Under no circumstances alter the records; copy each one exactly.

> _Data under study_:
★ ★ ★

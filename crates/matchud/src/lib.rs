//! matchud: HTTP face verification daemon.
//!
//! Wraps the `matchu-core` verification pipeline in an Axum API with
//! engine health reporting.

pub mod api;
pub mod config;

pub use api::{AppState, create_router};
pub use config::{Config, ConfigError};
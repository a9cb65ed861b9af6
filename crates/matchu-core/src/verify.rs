//! Selfie-vs-live verification decisions.

use std::sync::Arc;

use serde::Serialize;
use thiserror::Error;

use crate::engine::EngineFactory;
use crate::extract::{ExtractError, FaceExtractor};
use crate::lifecycle::{Clock, EngineManager, SystemClock};
use crate::types::Embedding;

/// Why a verification did not succeed.
#[derive(Debug, Clone, Copy, PartialEq, Eq, Serialize)]
#[serde(rename_all = "snake_case")]
pub enum Reason {
    InvalidImage,
    FaceNotDetected,
    EmbeddingError,
    FaceMismatch,
}

/// Caller-visible outcome of a verification request.
///
/// `similarity` and `threshold` are only reported once both embeddings were
/// compared.
#[derive(Debug, Clone, PartialEq, Serialize)]
pub struct VerificationDecision {
    pub success: bool,
    #[serde(skip_serializing_if = "Option::is_none")]
    pub reason: Option<Reason>,
    #[serde(skip_serializing_if = "Option::is_none")]
    pub similarity: Option<f32>,
    #[serde(skip_serializing_if = "Option::is_none")]
    pub threshold: Option<f32>,
}

impl VerificationDecision {
    fn rejected(reason: Reason) -> Self {
        Self {
            success: false,
            reason: Some(reason),
            similarity: None,
            threshold: None,
        }
    }

    fn scored(similarity: f32, threshold: f32) -> Self {
        let success = similarity >= threshold;
        Self {
            success,
            reason: (!success).then_some(Reason::FaceMismatch),
            similarity: Some(similarity),
            threshold: Some(threshold),
        }
    }
}

/// The only failure that escapes as an error instead of a decision.
#[derive(Error, Debug, Clone, PartialEq, Eq)]
pub enum VerifyError {
    #[error(
        "Face recognition engine is unavailable.{}",
        .detail.as_deref().map(|d| format!(" {d}")).unwrap_or_default()
    )]
    EngineUnavailable { detail: Option<String> },
}

/// Drives extraction for both images and applies the threshold.
pub struct Verifier<F: EngineFactory, C: Clock = SystemClock> {
    extractor: FaceExtractor<F, C>,
}

impl<F: EngineFactory, C: Clock> Clone for Verifier<F, C> {
    fn clone(&self) -> Self {
        Self {
            extractor: self.extractor.clone(),
        }
    }
}

impl<F: EngineFactory, C: Clock> Verifier<F, C> {
    pub fn new(manager: Arc<EngineManager<F, C>>) -> Self {
        Self {
            extractor: FaceExtractor::new(manager),
        }
    }

    pub fn manager(&self) -> &Arc<EngineManager<F, C>> {
        self.extractor.manager()
    }

    pub fn verify(
        &self,
        selfie: &[u8],
        live: &[u8],
        threshold: f32,
    ) -> Result<VerificationDecision, VerifyError> {
        let selfie = self.extract(selfie, "selfie");
        let live = self.extract(live, "live");

        let unavailable = |r: &Result<Embedding, ExtractError>| {
            matches!(r, Err(ExtractError::EngineUnavailable))
        };
        if unavailable(&selfie) || unavailable(&live) {
            return Err(VerifyError::EngineUnavailable {
                detail: self.manager().last_error(),
            });
        }

        let (selfie, live) = match (selfie, live) {
            (Ok(s), Ok(l)) => (s, l),
            (Err(ExtractError::InvalidImage), _) | (_, Err(ExtractError::InvalidImage)) => {
                return Ok(VerificationDecision::rejected(Reason::InvalidImage));
            }
            _ => return Ok(VerificationDecision::rejected(Reason::FaceNotDetected)),
        };

        let similarity = match selfie.similarity(&live) {
            Ok(s) => s,
            Err(e) => {
                tracing::warn!(error = %e, "embedding comparison failed");
                return Ok(VerificationDecision::rejected(Reason::EmbeddingError));
            }
        };

        let decision = VerificationDecision::scored(similarity, threshold);
        tracing::info!(
            similarity,
            threshold,
            success = decision.success,
            "face verification decided"
        );
        Ok(decision)
    }

    /// Extract one image, reporting inference faults to the manager.
    fn extract(&self, bytes: &[u8], which: &'static str) -> Result<Embedding, ExtractError> {
        let extraction = self.extractor.run(bytes);
        match extraction.result {
            Err(ExtractError::InferenceFailed(detail)) => {
                tracing::error!(image = which, error = %detail, "face inference failed");
                if let Some(engine) = &extraction.engine {
                    self.manager().mark_unhealthy(engine, detail);
                }
                Err(ExtractError::EngineUnavailable)
            }
            Err(e) => {
                tracing::debug!(image = which, reason = e.reason(), "extraction failed");
                Err(e)
            }
            ok => ok,
        }
    }
}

★ ★ ★

> _Exercise solution_:
filename crates/matchud/src/lib.rs
//! matchud: HTTP face verification daemon.
//!
//! Wraps the `matchu-core` verification pipeline in an Axum API with
//! engine health reporting.

pub mod api;
pub mod config;

pub use api::{AppState, create_router};
pub use config::{Config, ConfigError};
repository a9cb65ed861b9af6
filename crates/matchu-core/src/verify.rs
//! Selfie-vs-live verification decisions.

use std::sync::Arc;

use serde::Serialize;
use thiserror::Error;

use crate::engine::EngineFactory;
use crate::extract::{ExtractError, FaceExtractor};
use crate::lifecycle::{Clock, EngineManager, SystemClock};
use crate::types::Embedding;

/// Why a verification did not succeed.
#[derive(Debug, Clone, Copy, PartialEq, Eq, Serialize)]
#[serde(rename_all = "snake_case")]
pub enum Reason {
    InvalidImage,
    FaceNotDetected,
    EmbeddingError,
    FaceMismatch,
}

/// Caller-visible outcome of a verification request.
///
/// `similarity` and `threshold` are only reported once both embeddings were
/// compared.
#[derive(Debug, Clone, PartialEq, Serialize)]
pub struct VerificationDecision {
    pub success: bool,
    #[serde(skip_serializing_if = "Option::is_none")]
    pub reason: Option<Reason>,
    #[serde(skip_serializing_if = "Option::is_none")]
    pub similarity: Option<f32>,
    #[serde(skip_serializing_if = "Option::is_none")]
    pub threshold: Option<f32>,
}

impl VerificationDecision {
    fn rejected(reason: Reason) -> Self {
        Self {
            success: false,
            reason: Some(reason),
            similarity: None,
            threshold: None,
        }
    }

    fn scored(similarity: f32, threshold: f32) -> Self {
        let success = similarity >= threshold;
        Self {
            success,
            reason: (!success).then_some(Reason::FaceMismatch),
            similarity: Some(similarity),
            threshold: Some(threshold),
        }
    }
}

/// The only failure that escapes as an error instead of a decision.
#[derive(Error, Debug, Clone, PartialEq, Eq)]
pub enum VerifyError {
    #[error(
        "Face recognition engine is unavailable.{}",
        .detail.as_deref().map(|d| format!(" {d}")).unwrap_or_default()
    )]
    EngineUnavailable { detail: Option<String> },
}

/// Drives extraction for both images and applies the threshold.
pub struct Verifier<F: EngineFactory, C: Clock = SystemClock> {
    extractor: FaceExtractor<F, C>,
}

impl<F: EngineFactory, C: Clock> Clone for Verifier<F, C> {
    fn clone(&self) -> Self {
        Self {
            extractor: self.extractor.clone(),
        }
    }
}

impl<F: EngineFactory, C: Clock> Verifier<F, C> {
    pub fn new(manager: Arc<EngineManager<F, C>>) -> Self {
        Self {
            extractor: FaceExtractor::new(manager),
        }
    }

    pub fn manager(&self) -> &Arc<EngineManager<F, C>> {
        self.extractor.manager()
    }

    pub fn verify(
        &self,
        selfie: &[u8],
        live: &[u8],
        threshold: f32,
    ) -> Result<VerificationDecision, VerifyError> {
        let selfie = self.extract(selfie, "selfie");
        let live = self.extract(live, "live");

        let unavailable = |r: &Result<Embedding, ExtractError>| {
            matches!(r, Err(ExtractError::EngineUnavailable))
        };
        if unavailable(&selfie) || unavailable(&live) {
            return Err(VerifyError::EngineUnavailable {
                detail: self.manager().last_error(),
            });
        }

        let (selfie, live) = match (selfie, live) {
            (Ok(s), Ok(l)) => (s, l),
            (Err(ExtractError::InvalidImage), _) | (_, Err(ExtractError::InvalidImage)) => {
                return Ok(VerificationDecision::rejected(Reason::InvalidImage));
            }
            _ => return Ok(VerificationDecision::rejected(Reason::FaceNotDetected)),
        };

        let similarity = match selfie.similarity(&live) {
            Ok(s) => s,
            Err(e) => {
                tracing::warn!(error = %e, "embedding comparison failed");
                return Ok(VerificationDecision::rejected(Reason::EmbeddingError));
            }
        };

        let decision = VerificationDecision::scored(similarity, threshold);
        tracing::info!(
            similarity,
            threshold,
            success = decision.success,
            "face verification decided"
        );
        Ok(decision)
    }

    /// Extract one image, reporting inference faults to the manager.
    fn extract(&self, bytes: &[u8], which: &'static str) -> Result<Embedding, ExtractError> {
        let extraction = self.extractor.run(bytes);
        match extraction.result {
            Err(ExtractError::InferenceFailed(detail)) => {
                tracing::error!(image = which, error = %detail, "face inference failed");
                if let Some(engine) = &extraction.engine {
                    self.manager().mark_unhealthy(engine, detail);
                }
                Err(ExtractError::EngineUnavailable)
            }
            Err(e) => {
                tracing::debug!(image = which, reason = e.reason(), "extraction failed");
                Err(e)
            }
            ok => ok,
        }
    }
}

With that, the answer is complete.